Relevance to Today’s Architecture:

  • Linked nodes and links shaped the Web’s HTML, URLs, and hyperlinks.
  • Separation of servers and browsers underpins modern web and APIs.
  • Common interfaces enable integration of diverse data sources.
  • Live links relate to dynamic content and real-time APIs.
  • Graph-like structures influence modern databases and the semantic web.
  • User-centered browsing guides web design today.
  • Early privacy and annotation ideas appear in social networks.

Emergence of Web2.0

One of the drawbacks of Web 1.0 is the lack of a "POST" function; from static websites, the web evolved into something more interactive and collaborative. It enabled users to create, share, and comment on content, rather than just viewing it.

Personal activities that gained momentum for web2.0 are of the following:

  • Blogs
  • Feeds (RSS)
  • Social networking
  • Video sharing
  • Podcast
  • Etc.

Simple Architecture

web2 simple architecture

During this time, websites became more dynamic, with content added by users and communities. For example, readers were able to leave comments beneath the blogs. So it addressed Web 1.0's one-way communication limitation.

Social media, blogs, and wikis became popular with Web 2.0 and it enabled user participation, social networking, and content sharing.

The other important point to consider in web2.0 is, control shifted from just owners to users contributing content.
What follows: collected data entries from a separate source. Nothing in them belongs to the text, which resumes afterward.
//! End-to-end updates on small ice-shelf scenarios.

use crevasse_core::{CellType, DeviatoricStress, Generation, PrincipalStrainRates, Velocity};
use crevasse_fracture::enhancement::flow_enhancement;
use crevasse_fracture::{
    DiagnosticSource, FractureConfig, FractureDensity, PrincipalStresses, StressCriterion,
};
use crevasse_grid::{EdgeBehavior, Scalar};
use crevasse_test_utils::{FixedStressBalance, ShelfBuilder};

fn init_tracing() {
    let _ = tracing_subscriber::fmt().with_test_writer().try_init();
}

fn model_with(config: FractureConfig, grid: crevasse_grid::Grid2D) -> FractureDensity {
    FractureDensity::builder(grid).config(config).build().unwrap()
}

#[test]
fn blob_is_carried_downstream() {
    init_tracing();
    let shelf = ShelfBuilder::new(12, 5).velocity(1.0, 0.0).build();
    let mut model = FractureDensity::new(shelf.grid);
    let density = Scalar::from_fn(&shelf.grid, |i, j| if (i, j) == (3, 2) { 1.0 } else { 0.0 });
    model
        .initialize_from(&density, &Scalar::new(&shelf.grid))
        .unwrap();

    // Courant number 0.5.
    for _ in 0..4 {
        model.update(500.0, &shelf.inputs()).unwrap();
    }

    let d = model.density();
    let mass = d.sum_interior();
    let moment: f64 = shelf
        .grid
        .points()
        .map(|(i, j)| i as f64 * d.at(i, j))
        .sum();
    assert!((mass - 1.0).abs() < 1e-12, "mass {mass}");
    assert!((moment / mass - 5.0).abs() < 1e-9);
    assert_eq!(d.at(3, 2), 0.5_f64.powi(4));
    assert_eq!(d.at(2, 2), 0.0);
    assert_eq!(model.generation(), Generation(5));
}

#[test]
fn eight_sector_scheme_carries_blob_diagonally() {
    let shelf = ShelfBuilder::new(9, 9).velocity(1.0, 1.0).build();
    let config = FractureConfig {
        eight_sector_advection: true,
        ..FractureConfig::default()
    };
    let mut model = model_with(config, shelf.grid);
    let density = Scalar::from_fn(&shelf.grid, |i, j| if (i, j) == (2, 2) { 1.0 } else { 0.0 });
    model
        .initialize_from(&density, &Scalar::new(&shelf.grid))
        .unwrap();

    // Along the S1/S2 ray the update reduces to a pure diagonal shift.
    let report = model.update(1000.0, &shelf.inputs()).unwrap();
    assert_eq!(report.degenerate_cells, 0);
    assert_eq!(model.density().at(2, 2), 0.0);
    assert_eq!(model.density().at(3, 3), 1.0);
}

#[test]
fn exterior_cells_are_neutral() {
    let mut shelf = ShelfBuilder::new(6, 5)
        .stress(2.0e5, 0.0, 0.0)
        .strain(1.0e-8, 0.0)
        .build();
    shelf.set_cell_type(3, 2, CellType::IceFreeOcean);
    let config = FractureConfig {
        softening_lower_limit: 0.2,
        ..FractureConfig::default()
    };
    let mut model = model_with(config, shelf.grid);
    let report = model.update(1.0e6, &shelf.inputs()).unwrap();

    // 4 × 3 interior minus the ice-free cell.
    assert_eq!(report.initiated_cells, 11);
    for (i, j) in shelf.grid.points() {
        let exterior = shelf.grid.is_domain_edge(i, j) || (i, j) == (3, 2);
        if exterior {
            assert_eq!(model.density().at(i, j), 0.0);
            assert_eq!(model.age().at(i, j), 0.0);
            assert_eq!(model.growth_rate().at(i, j), 0.0);
            assert_eq!(model.toughness().at(i, j), 0.0);
            assert_eq!(model.flow_enhancement().at(i, j), 1.0);
        } else {
            assert!((model.density().at(i, j) - 0.01).abs() < 1e-12);
            assert_eq!(model.toughness().at(i, j), 2.0e5);
            assert!(model.flow_enhancement().at(i, j) < 1.0);
        }
    }
}

#[test]
fn grounded_boundary_takes_boundary_value() {
    let shelf = ShelfBuilder::new(6, 5)
        .grounded_columns(2)
        .stress(2.0e5, 0.0, 0.0)
        .build();
    let config = FractureConfig {
        boundary_value: 0.2,
        ..FractureConfig::default()
    };
    let mut model = model_with(config.clone(), shelf.grid);
    model.update(1.0e6, &shelf.inputs()).unwrap();
    assert_eq!(model.density().at(1, 2), 0.2);
    assert_eq!(model.growth_rate().at(1, 2), 0.0);
    assert_eq!(model.flow_enhancement().at(1, 2), 1.0);
    // The ring wins over the boundary mask.
    assert_eq!(model.density().at(0, 2), 0.0);

    let evolving = FractureConfig {
        include_grounded_ice: true,
        ..config
    };
    let mut model = model_with(evolving, shelf.grid);
    model.update(1.0e6, &shelf.inputs()).unwrap();
    assert!((model.density().at(1, 2) - 1.0e-3).abs() < 1e-12);
}

#[test]
fn constant_density_still_reports_diagnostics() {
    let shelf = ShelfBuilder::new(5, 5).stress(2.0e5, 0.0, 0.0).build();
    let config = FractureConfig {
        constant_density: true,
        softening_lower_limit: 0.5,
        ..FractureConfig::default()
    };
    let mut model = model_with(config, shelf.grid);
    model
        .initialize_from(&Scalar::filled(&shelf.grid, 0.3), &Scalar::new(&shelf.grid))
        .unwrap();
    model.update(1.0e6, &shelf.inputs()).unwrap();

    assert!(model.density().interior().all(|d| d == 0.3));
    assert_eq!(model.toughness().at(2, 2), 2.0e5);
    assert!((model.growth_rate().at(2, 2) - 1.0e-9 * 0.7).abs() < 1e-21);
    let expected = flow_enhancement(0.3, 0.5, 3.0);
    assert!((model.flow_enhancement().at(2, 2) - expected).abs() < 1e-12);
}

#[test]
fn stress_balance_supplies_strain_and_stress() {
    let shelf = ShelfBuilder::new(6, 5).build();
    let balance = FixedStressBalance::new(
        PrincipalStrainRates::new(1.0e-9, -1.0e-10),
        DeviatoricStress::new(1.0e5, 0.0, 0.0),
    );
    let mut model = FractureDensity::new(shelf.grid);
    let report = model
        .update_with_stress_balance(1.0e6, &shelf.flow_inputs(), &balance)
        .unwrap();
    assert_eq!(balance.calls(), 2);
    assert_eq!(report.initiated_cells, 12);
    assert_eq!(model.toughness().at(2, 2), 1.0e5);
}

#[test]
fn lefm_configured_from_toml() {
    let config = FractureConfig::parse(
        r#"
        [fracture_density]
        lefm = true
        max_shear_stress = true
        initiation_threshold = 1.0e4
        "#,
    )
    .unwrap();
    assert_eq!(config.criterion(), StressCriterion::Lefm);

    let stress = DeviatoricStress::new(1.5e5, -2.0e4, 3.0e4);
    let shelf = ShelfBuilder::new(5, 5)
        .stress(stress.xx, stress.yy, stress.xy)
        .build();
    let mut model = model_with(config, shelf.grid);
    model.update(1.0e5, &shelf.inputs()).unwrap();
    let expected = PrincipalStresses::from_stress(&stress).lefm();
    assert!(expected > 0.0);
    assert!((model.toughness().at(2, 2) - expected).abs() <= 1e-9 * expected);
}

#[test]
fn nan_velocity_is_reported_as_degenerate() {
    init_tracing();
    let mut shelf = ShelfBuilder::new(5, 5).velocity(0.1, 0.0).build();
    shelf.velocity.set(2, 2, Velocity::new(f64::NAN, 0.0));
    let config = FractureConfig {
        eight_sector_advection: true,
        ..FractureConfig::default()
    };
    let mut model = model_with(config, shelf.grid);
    let report = model.update(100.0, &shelf.inputs()).unwrap();
    assert_eq!(report.degenerate_cells, 1);
    assert_eq!(model.density().at(2, 2), 0.0);
    assert_eq!(model.age().at(2, 2), 0.0);
    assert!(model.density().interior().all(|d| (0.0..=1.0).contains(&d)));
}

fn run_with_edge(edge: EdgeBehavior, eight_sector: bool) -> (Vec<f64>, Vec<f64>) {
    let shelf = ShelfBuilder::new(7, 6)
        .edge(edge)
        .velocity(0.3, -0.2)
        .stress(2.0e5, 0.0, 0.0)
        .build();
    let config = FractureConfig {
        eight_sector_advection: eight_sector,
        ..FractureConfig::default()
    };
    let mut model = model_with(config, shelf.grid);
    let density = Scalar::from_fn(&shelf.grid, |i, j| ((3 * i + 5 * j) % 7) as f64 / 7.0);
    let age = Scalar::from_fn(&shelf.grid, |i, j| (i * j) as f64 * 1.0e4);
    model.initialize_from(&density, &age).unwrap();
    // Courant numbers 0.3 and 0.2.
    for _ in 0..3 {
        model.update(1.0e3, &shelf.inputs()).unwrap();
    }
    (
        model.density().interior_to_vec(),
        model.age().interior_to_vec(),
    )
}

#[test]
fn edge_behavior_never_reaches_model_output() {
    for eight_sector in [false, true] {
        let wrap = run_with_edge(EdgeBehavior::Wrap, eight_sector);
        assert_eq!(run_with_edge(EdgeBehavior::Clamp, eight_sector), wrap);
        assert_eq!(run_with_edge(EdgeBehavior::Absorb, eight_sector), wrap);
        // The outer ring is neutral and the interior has evolved.
        assert_eq!(wrap.0[0], 0.0);
        assert_eq!(wrap.0[6], 0.0);
        assert!(wrap.0.iter().any(|&d| d > 0.0 && d < 1.0));
    }
}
One of the papers that served as a foundation for the development of web2.0 discussed the following principles for being a web2.0 technology:

  • Deliver services instead of packaged software, enabling cost-effective scalability.
  • Maintain control over unique, hard-to-recreate data sources that grow richer with increased user participation.
  • Trust users as co-developers and collaborators.
  • Harness collective intelligence from the user community.
  • Leverage the long tail by enabling customer self-service.
  • Provide software that operates beyond a single device or platform.

Refer here:
https://papers.ssrn.com/sol3/papers.cfm?abstract_id=1008839

Comes Web3.0

Before we set out, I'd like to provide a simple analogy for why we simply require web3. Let's say we're playing our favorite game and making some in-game purchases. You should understand that the money in the game is just some numbers stored in a database, and any internal developer can empty your account by simply updating the database. However, with web3, the money, purchase, and game are all public assets for us, and no one can intervene until we transfer ownership to someone else. Nobody else is in the middle.

In essence, it solved the centralized control and data privacy issues of Web 2.0. To give users full ownership and control over their data and digital assets.

Some of the features:

  1. It enable decentralized applications without intermediaries using blockchain.
  2. To enhance security, transparency, and trust via immutable, tamper-proof ledgers.
  3. To create new economic models like decentralized finance (DeFi) and token economies.
  4. To improve interoperability and allow seamless interaction across platforms.

Why Early Web3 Was Full of Scandals?

Because, it had a rough start, because of the idea of decentralization affected the control for regulation (in some way it's good, but do they?). The rapid growth, and overhyped expectations attracted a lot of scams, frauds, hacks, and failed projects especially in crypto and NFT's. Lack of governance and standards causes abuse and exploitation. Also the inexperience of developers and bad actors exploited decentralization.